Sounds like it could fit on "This Was," except it was faster, a bit more polished and more intense. If you don't nod your head to this, you haven't got one.

JEFFREY GOES TO LEICESTER SQUARE

You learned about geography via records. And the English ones were especially exotic.

BACK TO THE FAMILY

When it slows down in the middle and changes...risk was paramount way back when. Formula was abhorred. Ian Anderson is singing about the flaws of trying to make it, and thinking about going back to the family...don't we all.

LOOK INTO THE SUN

My favorite cut on "Stand Up."

Once upon a time we didn't want to rush to the club or the tent to gyrate with the minions, we just wanted to shut the bedroom door, turn out the lights and listen...to this music we believed was made just for us.

This is so wistful and so right.

FOR A THOUSAND MOTHERS

The closing cut on "Stand Up," it's intense and frazzled and it leaves you so shook up you can do nothing but flip over the cassette and play the whole album from the top.

There's not a bum cut on "Stand Up." It still sounds fresh today, maybe because there was nothing else like it.

TO CRY YOU A SONG

Riff rock. From the Stones to the Troggs to Deep Purple, and in between, yes, Jethro Tull.

"Benefit" was the album that turned off the purists, but it was the one that clued me in, maybe because of the wild ride in John Morosani's Trans Am without seat belts at 110 MPH on Route 125 the opening weekend of college. The soundtrack makes an indelible impact.

That's how it used to be, before everybody had all the music. We learned about stuff from the radio, from friends, and then we had to buy it ourselves. I had to own "Benefit" myself. I read the mediocre reviews, but I loved it!

A TIME FOR EVERYTHING

Kind of like how "Have A Drink On Me" follows up "You Shook Me All Night Long" on "Back In Black," "To Cry You A Song" segues into "A Time For Everything" which drives even faster and closes us too. Today we expect to be let down, Tull were showing us they still had something left in the tank.

INSIDE

Actually, it was three tracks in a row on the second side. "Inside" wasn't quite as good as what came before, but was infectious nonetheless.

SOSSITY; YOU'RE A WOMAN

The kind of track the naysayers hate but the fans love, "Sossity" closes the record on a reflective note. This was an age when most of us were just growing up, when boys were becoming men and girls becoming women. Responsibilities were changing, and our music was guiding the way.

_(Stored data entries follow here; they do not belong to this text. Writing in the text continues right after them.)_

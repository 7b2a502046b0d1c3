//! Proposal route handlers, speaker and organizer side

use crate::auth::Claims;
use crate::error::{validation_error, ApiResult};
use crate::models::{
    ConfirmationRequest, DeliberationRequest, MessageResponse, Proposal, ProposalListQuery,
    ProposalPage, PublicationRequest, PublicationResult, SubmitProposalRequest, SuccessResponse,
    UpdateProposalRequest,
};
use crate::state::SharedState;
use axum::{
    extract::{Extension, Path, Query, State},
    http::StatusCode,
    Json,
};
use uuid::Uuid;
use validator::Validate;

/// POST /api/events/{slug}/proposals
pub async fn submit(
    State(state): State<SharedState>,
    Extension(claims): Extension<Claims>,
    Path(slug): Path<String>,
    Json(payload): Json<SubmitProposalRequest>,
) -> ApiResult<(StatusCode, Json<SuccessResponse<Proposal>>)> {
    payload.validate().map_err(|e| validation_error(e.to_string()))?;
    let proposal = state.proposals.submit(claims.sub, &slug, payload).await?;
    Ok((
        StatusCode::CREATED,
        Json(SuccessResponse::with_data("Proposal submitted.", proposal)),
    ))
}

/// PATCH /api/proposals/{id}
pub async fn update(
    State(state): State<SharedState>,
    Extension(claims): Extension<Claims>,
    Path(id): Path<Uuid>,
    Json(payload): Json<UpdateProposalRequest>,
) -> ApiResult<Json<SuccessResponse<Proposal>>> {
    payload.validate().map_err(|e| validation_error(e.to_string()))?;
    let proposal = state.proposals.update(claims.sub, id, payload).await?;
    Ok(Json(SuccessResponse::with_data("Proposal updated.", proposal)))
}

/// DELETE /api/proposals/{id}
pub async fn withdraw(
    State(state): State<SharedState>,
    Extension(claims): Extension<Claims>,
    Path(id): Path<Uuid>,
) -> ApiResult<Json<MessageResponse>> {
    state.proposals.withdraw(claims.sub, id).await?;
    Ok(Json(MessageResponse::new("Proposal withdrawn.")))
}

/// POST /api/proposals/{id}/confirmation
pub async fn confirm(
    State(state): State<SharedState>,
    Extension(claims): Extension<Claims>,
    Path(id): Path<Uuid>,
    Json(payload): Json<ConfirmationRequest>,
) -> ApiResult<Json<SuccessResponse<Proposal>>> {
    let proposal = state
        .proposals
        .confirm(claims.sub, id, payload.answer)
        .await?;
    Ok(Json(SuccessResponse::with_data("Answer recorded.", proposal)))
}

/// GET /api/teams/{team}/events/{event}/proposals
pub async fn list_event_proposals(
    State(state): State<SharedState>,
    Extension(claims): Extension<Claims>,
    Path((team, event)): Path<(String, String)>,
    Query(query): Query<ProposalListQuery>,
) -> ApiResult<Json<SuccessResponse<ProposalPage>>> {
    let page = state
        .proposals
        .list_event_proposals(claims.sub, &team, &event, query)
        .await?;
    Ok(Json(SuccessResponse::with_data(
        format!("Found {} proposal(s).", page.total),
        page,
    )))
}

/// POST /api/teams/{team}/events/{event}/proposals/{id}/deliberation
pub async fn deliberate(
    State(state): State<SharedState>,
    Extension(claims): Extension<Claims>,
    Path((team, event, id)): Path<(String, String, Uuid)>,
    Json(payload): Json<DeliberationRequest>,
) -> ApiResult<Json<SuccessResponse<Proposal>>> {
    let proposal = state
        .proposals
        .deliberate(claims.sub, &team, &event, id, payload.status)
        .await?;
    Ok(Json(SuccessResponse::with_data("Proposal deliberated.", proposal)))
}

/// POST /api/teams/{team}/events/{event}/publication
pub async fn publish_results(
    State(state): State<SharedState>,
    Extension(claims): Extension<Claims>,
    Path((team, event)): Path<(String, String)>,
    Json(payload): Json<PublicationRequest>,
) -> ApiResult<Json<SuccessResponse<PublicationResult>>> {
    let result = state
        .proposals
        .publish_results(claims.sub, &team, &event, payload)
        .await?;
    Ok(Json(SuccessResponse::with_data(
        format!("{} result(s) published.", result.published),
        result,
    )))
}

FOR MICHAEL COLLINS, JEFFREY AND ME

Sounds similar to Simon & Garfunkel's "For Emily, Whenever I May Find Her," and you'll be missing out if you never hear this.

NOTHING TO SAY

Probably the second most played cut on "Benefit" after "To Cry You A Song." Typical of the canon, but still good.

LOCOMOTIVE BREATH

Funny how at this late date this is the most memorable and most played cut off "Aqualung," which turned Jethro Tull into superstars. It was the accumulated quantity of quality music and the riveting live performances, with Ian Anderson playing flute on one leg, that caused the fans to fill arenas. And yes, radio airplay..."Aqualung" and "My God" were all over the radio.

AQUALUNG

Another riff, but with a story to match, "Aqualung" was an epic that dominated the airwaves to the point that many people never need to hear it again. It was "Hotel California" before that cut was. But what puts the cut over the top is when it slows down and becomes reflective in the middle, a la classical music, there were multiple movements, little did we know what was coming down the pike.

MY GOD

The other epic, not played as much as "Aqualung," but still in regular rotation. And "Aqualung" was 6:37 and "My God" 7:13.

THICK AS A BRICK

"Really don't mind if you sit this one out."

But few did.

Here's where rock goes classical, where one song with multiple movements fills both sides of an album, "Tubular Bells" came after.

There's not a baby boomer alive who does not know the riff and the opening lyrics.

You'd think no one would be interested in an album like this. But an edit was all over the airwaves, the newspaper-like cover was enrapturing and only hipsters were too cool to love it.

You'd think it would get old.

But it didn't. We played "Thick As A Brick" over and over again.

"And the love that I feel is so far away"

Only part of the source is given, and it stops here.